Kita bekerja untuk mendapatkan nafkah. Sesempit itukah tujuan kita kerja? Apa hidup ini hanya bertujuan untuk mencari nafkah?
Kita adalah makhluk yang lebih dari sekedar punya mulut dan perut saja. Kita memiliki martabat dan hati nurani. Martabat diri itu tidak akan terwujud dengan hanya ongkang kaki. Karena itulah kita bekerja. Dengan bekerja diri kita diaktualkan. Dengan bekerja diri kita jadi berarti dan memberi arti.
Punya arti dan memberi arti bisa dilakukan tiap orang, betapa pun kecil pekerjaannya. Yang diperbuat seorang penjaga pintu lintasan kereta api bukan sekedar menjaga pintu kereta, tapi menjaga puluhan nyawa manusia. Yang diperbuat ibu bukan sekedar menyiapkan nasi, melainkan menyiapkan masa depan anak-anaknya.
Setiap orang perlu bekerja.
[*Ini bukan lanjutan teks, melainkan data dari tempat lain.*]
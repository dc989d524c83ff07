//! Application layer containing business logic and shared state.

pub mod outbox;
pub mod service;
pub mod state;
pub mod subscribers;
pub mod worker;

pub use outbox::{BatchReport, OutboxRelay};
pub use service::LedgerService;
pub use state::AppState;
pub use subscribers::{LedgerEventLogger, register_default_subscribers};
pub use worker::{CrankConfig, OutboxRelayConfig, spawn_outbox_relay, spawn_stale_crank};
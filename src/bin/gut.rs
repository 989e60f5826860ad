use std::{env::args_os, process::exit};

fn main() {
    let args = args_os().skip(1).collect::<Vec<_>>();
    exit(gut::run(&args));
}
use assert_cmd::output::OutputError;
use serde_json::Value;
use std::{
    path::{Path, PathBuf},
    process::Command,
};

/// Builds the fake `git` and returns the directory containing it.
///
/// The directory is taken from Cargo's artifact messages, so it is correct even when the build is
/// redirected by `CARGO_BUILD_TARGET` or `CARGO_TARGET_DIR`.
pub fn fake_git_dir() -> PathBuf {
    let mut command = Command::new(env!("CARGO"));
    command.args(["build", "--package", "runner", "--message-format=json"]);
    if !cfg!(debug_assertions) {
        command.arg("--release");
    }
    let output = command.output().unwrap();
    if !output.status.success() {
        panic!("{}", OutputError::new(output));
    }
    let stdout = String::from_utf8(output.stdout).unwrap();
    let Some(executable) = stdout
        .lines()
        .filter_map(|line| serde_json::from_str::<Value>(line).ok())
        .find(|message| {
            message["reason"] == "compiler-artifact" && message["target"]["name"] == "git"
        })
        .and_then(|message| message["executable"].as_str().map(PathBuf::from))
    else {
        panic!("found no `git` executable in build output: {stdout}");
    };
    executable.parent().map(Path::to_path_buf).unwrap()
}
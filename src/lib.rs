use anyhow::{Context, Result, bail};
use log::debug;
use std::{
    ffi::{OsStr, OsString},
    fmt::Debug,
    io::{Write, stderr, stdout},
    path::{Path, PathBuf},
};

pub mod catalog;

mod command;
pub use command::{INSTALL_HINTS, build_command, not_found_message, resolve};
use command::error_style;

/// The tool that `gut` stands in for.
pub const TARGET: &str = "git";

const FAILURE: i32 = 1;

/// Greets, then forwards `args` to [`TARGET`] on the inherited `PATH`.
///
/// Returns the code the process should exit with.
pub fn run<T: AsRef<OsStr> + Debug>(args: &[T]) -> i32 {
    Forwarder::new(TARGET).hints(INSTALL_HINTS).run(args)
}

pub struct Forwarder {
    target: String,
    search_path: Option<OsString>,
    hints: Option<&'static str>,
}

impl Forwarder {
    #[must_use]
    pub fn new(target: &str) -> Self {
        Self {
            target: target.to_owned(),
            search_path: None,
            hints: None,
        }
    }

    /// Resolve the target on `paths` rather than on the inherited `PATH`
    #[must_use]
    pub fn search_path<S: AsRef<OsStr>>(mut self, paths: S) -> Self {
        self.search_path = Some(paths.as_ref().to_owned());
        self
    }

    /// Installation instructions to print when the target cannot be found
    #[must_use]
    pub fn hints(mut self, hints: &'static str) -> Self {
        self.hints = Some(hints);
        self
    }

    pub fn run<T: AsRef<OsStr> + Debug>(&self, args: &[T]) -> i32 {
        self.run_with(args, stdout().lock(), stderr())
    }

    // smoelius: The child always inherits the real standard streams. `out` and `err` receive only
    // what `gut` itself writes.
    fn run_with<T, O, E>(&self, args: &[T], out: O, mut err: E) -> i32
    where
        T: AsRef<OsStr> + Debug,
        O: Write,
        E: Write,
    {
        env_logger::try_init().unwrap_or_default();

        catalog::greet(out, &mut catalog::time_seeded_rng());

        let path = match self.resolve() {
            Ok(path) => path,
            Err(error) => {
                debug!("{error:#}");
                let message = not_found_message(&self.target, self.hints, error_style());
                err.write_all(message.as_bytes()).unwrap_or_default();
                return FAILURE;
            }
        };

        match self.forward(&path, args) {
            Ok(code) => code,
            Err(error) => {
                writeln!(err, "Error executing {}: {error:#}", self.target).unwrap_or_default();
                FAILURE
            }
        }
    }

    pub fn resolve(&self) -> Result<PathBuf> {
        let path = resolve(&self.target, self.search_path.as_deref())?;
        debug!("resolved `{}` to `{}`", self.target, path.display());
        Ok(path)
    }

    /// Runs `path` with `args` and waits for it.
    ///
    /// Returns the child's exit code, whatever its value. Failing to spawn or wait on the child,
    /// or the child ending without an exit code (e.g., killed by a signal), is an error.
    pub fn forward<T: AsRef<OsStr> + Debug>(&self, path: &Path, args: &[T]) -> Result<i32> {
        let mut command = build_command(path, args);
        debug!("{}: {:?}", self.target, &command);
        let status = command
            .status()
            .with_context(|| format!("failed to run `{}`", path.display()))?;
        debug!("{status}");
        let Some(code) = status.code() else {
            bail!("`{}` {status}", path.display());
        };
        Ok(code)
    }
}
Sebab itu, yang diberikan Tuhan kepada Adam pertama-tama adalah pekerjaan, bukan istri. Belajarlah dari semut, yang bekerja dengan rajin dan tekun, tidak banyak bicara dan tida egois. Kerja adalah ibarat senar gitar. Terlalu kencang dia putus, terlalu kendor malah tidak bunyi.
Kita bekerja karena Tuhan bekerja. Tiap pagi Tuhan membangunkan surya. Tiap petang Ia menidurkan senja. Ia meniup awan. Ia meneteskan hujan. Ia menghidupkan indung telur. Ia menghembuskan nafas kehidupan ke jabang bayi. Ia mengajar ikan berenang. Ia mengawasi merpati yang terbang kian kemari.
Ketika kita bekerja, Tuhan berada di dekat kita. Sekali-kali Ia menolah kepada kita. Ia tahu bahwa kita letih. Ia juga letih. Ia pun mengangguk kagum melihat kita melihat saat kita mengerjakan tugas dengan ketekunan.
"Apapun yang kamu perbuat, perbuatlah dengan segenap hatimu seperti untuk Tuhan...". Kita bekerja karena hidup ini memiliki arti. Kita bekerja supaya hiduo ini memberi arti. Hidup ini cuma sekali. Sekali berarti sesudah itu mati. Pertanyaannya, apakah hidup kita sekarang ini sudah memiliki arti dan memberi arti?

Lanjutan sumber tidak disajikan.